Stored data
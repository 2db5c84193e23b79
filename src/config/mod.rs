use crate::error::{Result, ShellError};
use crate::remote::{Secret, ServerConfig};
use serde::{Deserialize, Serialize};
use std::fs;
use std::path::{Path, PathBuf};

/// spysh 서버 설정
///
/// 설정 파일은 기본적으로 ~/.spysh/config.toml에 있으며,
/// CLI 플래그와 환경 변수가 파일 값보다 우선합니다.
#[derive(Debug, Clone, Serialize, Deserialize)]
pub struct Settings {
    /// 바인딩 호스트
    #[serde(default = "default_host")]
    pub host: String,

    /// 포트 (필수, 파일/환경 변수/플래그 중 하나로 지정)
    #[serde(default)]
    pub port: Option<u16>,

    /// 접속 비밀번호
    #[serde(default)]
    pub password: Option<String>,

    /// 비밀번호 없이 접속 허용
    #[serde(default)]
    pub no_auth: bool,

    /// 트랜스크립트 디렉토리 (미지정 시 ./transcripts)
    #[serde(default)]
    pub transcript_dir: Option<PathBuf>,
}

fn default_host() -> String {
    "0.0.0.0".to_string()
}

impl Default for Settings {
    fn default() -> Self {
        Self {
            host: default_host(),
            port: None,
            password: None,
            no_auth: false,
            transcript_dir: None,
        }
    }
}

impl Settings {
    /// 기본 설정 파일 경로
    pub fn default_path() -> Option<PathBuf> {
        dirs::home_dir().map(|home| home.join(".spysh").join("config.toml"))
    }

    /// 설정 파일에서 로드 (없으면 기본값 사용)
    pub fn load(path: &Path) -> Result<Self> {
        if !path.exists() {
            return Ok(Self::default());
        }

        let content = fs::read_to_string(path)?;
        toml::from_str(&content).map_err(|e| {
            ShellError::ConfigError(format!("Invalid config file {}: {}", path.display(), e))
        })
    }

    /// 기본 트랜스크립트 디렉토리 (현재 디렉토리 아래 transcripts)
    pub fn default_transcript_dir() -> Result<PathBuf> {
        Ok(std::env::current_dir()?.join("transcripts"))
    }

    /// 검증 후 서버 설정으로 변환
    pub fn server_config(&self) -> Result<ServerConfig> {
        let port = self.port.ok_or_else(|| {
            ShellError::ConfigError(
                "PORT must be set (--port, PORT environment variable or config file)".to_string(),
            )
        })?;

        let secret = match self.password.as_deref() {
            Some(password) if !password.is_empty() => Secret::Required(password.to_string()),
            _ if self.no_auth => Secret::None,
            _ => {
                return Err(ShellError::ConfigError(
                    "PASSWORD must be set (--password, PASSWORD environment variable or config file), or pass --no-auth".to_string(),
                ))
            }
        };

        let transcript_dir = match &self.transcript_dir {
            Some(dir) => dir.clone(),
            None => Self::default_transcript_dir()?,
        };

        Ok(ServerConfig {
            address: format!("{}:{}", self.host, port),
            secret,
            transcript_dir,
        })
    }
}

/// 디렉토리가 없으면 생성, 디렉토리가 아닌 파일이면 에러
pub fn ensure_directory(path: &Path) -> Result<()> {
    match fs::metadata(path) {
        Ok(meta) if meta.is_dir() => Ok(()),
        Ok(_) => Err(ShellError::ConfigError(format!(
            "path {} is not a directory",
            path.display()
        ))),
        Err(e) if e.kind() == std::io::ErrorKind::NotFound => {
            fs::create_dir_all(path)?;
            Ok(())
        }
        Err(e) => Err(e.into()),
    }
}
==
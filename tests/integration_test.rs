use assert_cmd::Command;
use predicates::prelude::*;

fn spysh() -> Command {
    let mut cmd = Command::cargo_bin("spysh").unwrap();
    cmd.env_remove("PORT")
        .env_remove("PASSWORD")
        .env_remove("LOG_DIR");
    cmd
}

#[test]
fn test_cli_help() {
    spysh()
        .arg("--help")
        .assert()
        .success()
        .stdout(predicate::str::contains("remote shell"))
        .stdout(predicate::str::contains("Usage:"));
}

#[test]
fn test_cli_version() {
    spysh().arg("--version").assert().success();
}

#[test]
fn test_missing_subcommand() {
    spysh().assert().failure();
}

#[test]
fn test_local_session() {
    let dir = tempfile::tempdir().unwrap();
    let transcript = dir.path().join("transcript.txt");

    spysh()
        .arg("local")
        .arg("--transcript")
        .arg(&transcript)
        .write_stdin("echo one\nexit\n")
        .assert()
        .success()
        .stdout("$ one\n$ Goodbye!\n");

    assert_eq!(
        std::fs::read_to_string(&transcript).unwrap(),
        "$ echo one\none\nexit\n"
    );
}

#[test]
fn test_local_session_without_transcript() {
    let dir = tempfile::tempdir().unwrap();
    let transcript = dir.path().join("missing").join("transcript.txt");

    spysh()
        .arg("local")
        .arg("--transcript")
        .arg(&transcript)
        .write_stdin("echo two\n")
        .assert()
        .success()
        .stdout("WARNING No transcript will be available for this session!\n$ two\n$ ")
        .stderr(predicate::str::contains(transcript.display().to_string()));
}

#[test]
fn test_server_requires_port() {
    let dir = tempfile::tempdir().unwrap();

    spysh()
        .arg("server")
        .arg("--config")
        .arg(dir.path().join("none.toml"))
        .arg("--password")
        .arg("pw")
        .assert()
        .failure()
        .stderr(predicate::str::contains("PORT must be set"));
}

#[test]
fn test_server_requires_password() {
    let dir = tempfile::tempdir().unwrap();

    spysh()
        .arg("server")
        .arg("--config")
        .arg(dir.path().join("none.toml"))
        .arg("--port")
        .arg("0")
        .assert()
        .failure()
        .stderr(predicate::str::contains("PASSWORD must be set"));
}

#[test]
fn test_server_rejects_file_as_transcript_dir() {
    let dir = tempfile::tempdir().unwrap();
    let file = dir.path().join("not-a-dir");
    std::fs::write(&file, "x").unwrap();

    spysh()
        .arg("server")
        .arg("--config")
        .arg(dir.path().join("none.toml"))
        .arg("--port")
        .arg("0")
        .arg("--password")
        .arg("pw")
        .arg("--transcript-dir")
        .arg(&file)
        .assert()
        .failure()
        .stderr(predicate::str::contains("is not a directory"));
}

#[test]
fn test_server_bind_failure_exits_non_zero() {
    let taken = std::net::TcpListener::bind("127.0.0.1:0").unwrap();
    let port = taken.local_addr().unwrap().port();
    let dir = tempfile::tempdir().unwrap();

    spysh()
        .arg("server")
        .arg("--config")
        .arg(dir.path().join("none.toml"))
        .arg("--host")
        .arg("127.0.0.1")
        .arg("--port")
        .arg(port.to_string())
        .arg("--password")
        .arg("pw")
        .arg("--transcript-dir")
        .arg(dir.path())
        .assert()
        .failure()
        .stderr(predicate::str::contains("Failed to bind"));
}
--
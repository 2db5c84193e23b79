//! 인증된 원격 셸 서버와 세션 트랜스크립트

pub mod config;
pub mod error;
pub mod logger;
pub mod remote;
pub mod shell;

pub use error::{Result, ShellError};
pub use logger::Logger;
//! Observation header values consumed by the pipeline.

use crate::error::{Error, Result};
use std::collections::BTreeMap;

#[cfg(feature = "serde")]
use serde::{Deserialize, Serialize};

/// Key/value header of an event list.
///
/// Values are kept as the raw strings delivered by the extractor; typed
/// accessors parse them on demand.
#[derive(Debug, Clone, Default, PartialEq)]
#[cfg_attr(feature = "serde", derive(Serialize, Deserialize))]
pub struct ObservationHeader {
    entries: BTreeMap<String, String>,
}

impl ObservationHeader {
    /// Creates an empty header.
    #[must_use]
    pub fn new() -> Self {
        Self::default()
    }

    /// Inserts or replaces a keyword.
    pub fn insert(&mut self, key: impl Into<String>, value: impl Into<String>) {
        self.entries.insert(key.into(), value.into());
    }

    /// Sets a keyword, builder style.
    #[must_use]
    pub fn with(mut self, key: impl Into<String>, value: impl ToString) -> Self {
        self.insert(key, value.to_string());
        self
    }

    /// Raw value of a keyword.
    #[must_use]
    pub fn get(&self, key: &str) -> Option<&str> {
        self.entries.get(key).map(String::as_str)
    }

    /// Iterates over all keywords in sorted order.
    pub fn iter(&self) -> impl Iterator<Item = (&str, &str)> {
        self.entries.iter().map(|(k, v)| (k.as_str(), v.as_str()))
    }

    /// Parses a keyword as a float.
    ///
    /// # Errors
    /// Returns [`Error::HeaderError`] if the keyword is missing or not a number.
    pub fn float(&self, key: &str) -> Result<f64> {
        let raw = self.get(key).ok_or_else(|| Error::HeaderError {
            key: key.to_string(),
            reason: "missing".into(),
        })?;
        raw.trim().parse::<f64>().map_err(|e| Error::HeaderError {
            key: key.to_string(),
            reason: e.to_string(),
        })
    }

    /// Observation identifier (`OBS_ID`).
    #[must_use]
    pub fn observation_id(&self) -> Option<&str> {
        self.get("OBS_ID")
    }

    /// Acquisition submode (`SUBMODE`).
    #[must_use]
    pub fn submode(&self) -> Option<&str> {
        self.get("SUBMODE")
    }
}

> _What you will do_:
Scan the records for the string "remote". Copy each line in which it appears.

> _Task solution_:
use crate::remote::{Secret, ServerConfig};
        .stdout(predicate::str::contains("remote shell"))
pub mod remote;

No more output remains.